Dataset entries
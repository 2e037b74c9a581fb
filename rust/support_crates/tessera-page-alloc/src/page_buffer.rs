//! `PageBuffer`: an owned, page-aligned, zero-filled block of off-heap memory.
//!
//! Column memory is assembled from one or more page buffers. A buffer's base
//! address is fixed for its whole lifetime; only [`PageBuffer::grow`] may
//! relocate the contents, and it reports when it does so.

use std::sync::OnceLock;

use crate::mmap;

/// Kind of operating-system pages backing a [`PageBuffer`].
#[derive(Debug, Clone, Copy, PartialEq, Eq)]
pub enum PageKind {
    /// Regular pages (typically 4 KiB).
    Regular,
    /// Large ("huge") pages (typically 2 MiB).
    Large,
}

impl PageKind {
    /// Allocation granularity and alignment for this page kind.
    pub fn page_size(self) -> usize {
        match self {
            PageKind::Regular => mmap::get_page_size(),
            PageKind::Large => mmap::get_large_page_size(),
        }
    }
}

/// An owned block of zero-initialized memory obtained from the page allocator.
///
/// The logical length (`len`) may be smaller than the mapped capacity, which is
/// always a multiple of the page size of the buffer's [`PageKind`].
pub struct PageBuffer {
    ptr: *mut u8,
    len: usize,
    capacity: usize,
    kind: PageKind,
}

impl PageBuffer {
    /// Regular page size on the current system.
    pub fn regular_page_size() -> usize {
        PageKind::Regular.page_size()
    }

    /// Large page size on the current system.
    pub fn large_page_size() -> usize {
        PageKind::Large.page_size()
    }

    /// Allocates `len` bytes from regular pages.
    pub fn allocate_regular(len: usize) -> std::io::Result<PageBuffer> {
        let (ptr, capacity) = mmap::allocate(len)?;
        log::trace!("allocated {capacity} bytes of regular pages at {ptr:p}");
        Ok(PageBuffer {
            ptr: ptr as *mut u8,
            len,
            capacity,
            kind: PageKind::Regular,
        })
    }

    /// Allocates `len` bytes from large pages.
    ///
    /// Fails when large pages are not configured on the system or the process
    /// lacks the privileges to use them.
    pub fn allocate_large(len: usize) -> std::io::Result<PageBuffer> {
        check_large_page_support()?;
        let (ptr, capacity) = mmap::allocate_large_pages(len)?;
        log::trace!("allocated {capacity} bytes of large pages at {ptr:p}");
        Ok(PageBuffer {
            ptr: ptr as *mut u8,
            len,
            capacity,
            kind: PageKind::Large,
        })
    }

    /// Allocates `len` bytes, trying large pages first when `prefer_large` is set
    /// and falling back to regular pages.
    pub fn allocate(len: usize, prefer_large: bool) -> std::io::Result<PageBuffer> {
        if prefer_large {
            match Self::allocate_large(len) {
                Ok(buf) => return Ok(buf),
                Err(e) => {
                    log::warn!("large page allocation of {len} bytes failed ({e}), using regular pages")
                }
            }
        }
        Self::allocate_regular(len)
    }

    #[inline]
    pub fn len(&self) -> usize {
        self.len
    }

    #[inline]
    pub fn is_empty(&self) -> bool {
        self.len == 0
    }

    /// Mapped capacity in bytes; a multiple of the page size.
    #[inline]
    pub fn capacity(&self) -> usize {
        self.capacity
    }

    #[inline]
    pub fn kind(&self) -> PageKind {
        self.kind
    }

    /// Base address of the buffer.
    #[inline]
    pub fn as_ptr(&self) -> *const u8 {
        self.ptr
    }

    #[inline]
    pub fn as_bytes(&self) -> &[u8] {
        unsafe { std::slice::from_raw_parts(self.ptr, self.len) }
    }

    #[inline]
    pub fn as_bytes_mut(&mut self) -> &mut [u8] {
        unsafe { std::slice::from_raw_parts_mut(self.ptr, self.len) }
    }

    /// Grows the logical length to `new_len`.
    ///
    /// Within capacity the buffer is resized in place and keeps its address.
    /// Beyond capacity a new, larger region is allocated, the current contents
    /// are copied over and the old region is released.
    ///
    /// Returns `true` if the contents were relocated. Shrinking requests are
    /// ignored.
    pub fn grow(&mut self, new_len: usize) -> std::io::Result<bool> {
        if new_len <= self.len {
            return Ok(false);
        }
        if new_len <= self.capacity {
            // Bytes past `len` are still zero: the region is never shrunk.
            self.len = new_len;
            return Ok(false);
        }
        let target = new_len.max(self.capacity.saturating_mul(2));
        let mut next = match self.kind {
            PageKind::Large => Self::allocate(target, true)?,
            PageKind::Regular => Self::allocate_regular(target)?,
        };
        next.as_bytes_mut()[..self.len].copy_from_slice(self.as_bytes());
        next.len = new_len;
        *self = next;
        Ok(true)
    }
}

impl Drop for PageBuffer {
    fn drop(&mut self) {
        if self.ptr.is_null() {
            return;
        }
        log::trace!("releasing {} bytes at {:p}", self.capacity, self.ptr);
        let _ = match self.kind {
            PageKind::Large => unsafe { mmap::free_large_pages(self.ptr as _, self.capacity) },
            PageKind::Regular => unsafe { mmap::free(self.ptr as _, self.capacity) },
        };
    }
}

// SAFETY: the buffer exclusively owns its region; shared access only hands out
// `&[u8]`, mutation requires `&mut self`.
unsafe impl Send for PageBuffer {}
unsafe impl Sync for PageBuffer {}

impl std::fmt::Debug for PageBuffer {
    fn fmt(&self, f: &mut std::fmt::Formatter<'_>) -> std::fmt::Result {
        f.debug_struct("PageBuffer")
            .field("ptr", &self.ptr)
            .field("len", &self.len)
            .field("capacity", &self.capacity)
            .field("kind", &self.kind)
            .finish()
    }
}

/// Checks once per process whether a large page can be mapped.
pub fn check_large_page_support() -> std::io::Result<()> {
    static RESULT: OnceLock<Result<(), (std::io::ErrorKind, String)>> = OnceLock::new();
    let res = RESULT.get_or_init(|| {
        mmap::try_enable_large_pages()
            .and_then(|_| probe_large_page())
            .map_err(|e| (e.kind(), e.to_string()))
    });
    match res {
        Ok(()) => Ok(()),
        Err((kind, message)) => Err(std::io::Error::new(*kind, message.clone())),
    }
}

fn probe_large_page() -> std::io::Result<()> {
    let (ptr, size) = mmap::allocate_large_pages(1)?;
    let _ = unsafe { mmap::free_large_pages(ptr, size) };
    Ok(())
}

* PROBLEM DESCRIPTION: Please show every line of the records that holds the word "match".

* WRITTEN ANSWER:
        match self {
            match Self::allocate_large(len) {
        let mut next = match self.kind {
        let _ = match self.kind {
    match res {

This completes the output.